> _WHAT TO WORK ON_: Isolate every line in the records below with "SourceKind" in it.
[THE DATA Boundary: Start]
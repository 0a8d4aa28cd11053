use async_trait::async_trait;
use serde_json::Value;
use std::time::Duration;

use super::{status_error, SearchProvider};
use crate::config::SearchConfig;
use crate::error::SearchError;
use crate::models::{SearchHits, SearchResult, SourceKind};

#[derive(Clone)]
pub struct NewsApiSearch {
    client: reqwest::Client,
    api_key: String,
    url: String,
    max_results: usize,
    timeout: Duration,
}

impl NewsApiSearch {
    pub fn new(client: reqwest::Client, api_key: String, config: &SearchConfig) -> Self {
        Self {
            client,
            api_key,
            url: config.news_url.clone(),
            max_results: config.news_max_results,
            timeout: Duration::from_secs(config.news_timeout_secs),
        }
    }
}

#[async_trait]
impl SearchProvider for NewsApiSearch {
    fn name(&self) -> &'static str {
        "newsapi"
    }

    fn kind(&self) -> SourceKind {
        SourceKind::News
    }

    fn max_results(&self) -> usize {
        self.max_results
    }

    async fn search(&self, query: &str, max_results: usize) -> Result<SearchHits, SearchError> {
        if self.api_key.trim().is_empty() {
            return Err(SearchError::NotConfigured("newsapi"));
        }

        let page_size = max_results.to_string();
        let response = self
            .client
            .get(&self.url)
            .timeout(self.timeout)
            .query(&[
                ("q", query),
                ("apiKey", self.api_key.as_str()),
                ("sortBy", "publishedAt"),
                ("pageSize", page_size.as_str()),
                ("language", "en"),
            ])
            .send()
            .await?;

        let status = response.status();
        if !status.is_success() {
            let body = response.text().await.unwrap_or_default();
            return Err(status_error(status, &body));
        }

        let raw = response.json::<Value>().await?;
        let mut hits = parse_response(&raw)?;
        hits.results.truncate(max_results);
        Ok(hits)
    }
}

pub(crate) fn parse_response(raw: &Value) -> Result<SearchHits, SearchError> {
    if raw.get("status").and_then(Value::as_str) == Some("error") {
        let message = raw
            .get("message")
            .and_then(Value::as_str)
            .unwrap_or("unknown NewsAPI error");
        return Err(SearchError::Malformed(message.to_string()));
    }

    let results = match raw.get("articles") {
        None | Some(Value::Null) => Vec::new(),
        Some(Value::Array(articles)) => articles.iter().map(normalize).collect(),
        Some(_) => return Err(SearchError::Malformed("'articles' is not an array".to_string())),
    };

    Ok(SearchHits {
        results,
        answer: None,
    })
}

fn normalize(article: &Value) -> SearchResult {
    SearchResult::news(
        text(article, "title").unwrap_or("Article"),
        text(article, "url").unwrap_or_default(),
        text(article, "description").unwrap_or_default(),
        article
            .pointer("/source/name")
            .and_then(Value::as_str)
            .unwrap_or("Unknown"),
        text(article, "publishedAt").unwrap_or_default(),
    )
}

fn text<'a>(article: &'a Value, key: &str) -> Option<&'a str> {
    article.get(key).and_then(Value::as_str)
}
[THE DATA Boundary: End]
> _FINISHED EXERCISE_:
use crate::models::{SearchHits, SearchResult, SourceKind};
    fn kind(&self) -> SourceKind {
        SourceKind::News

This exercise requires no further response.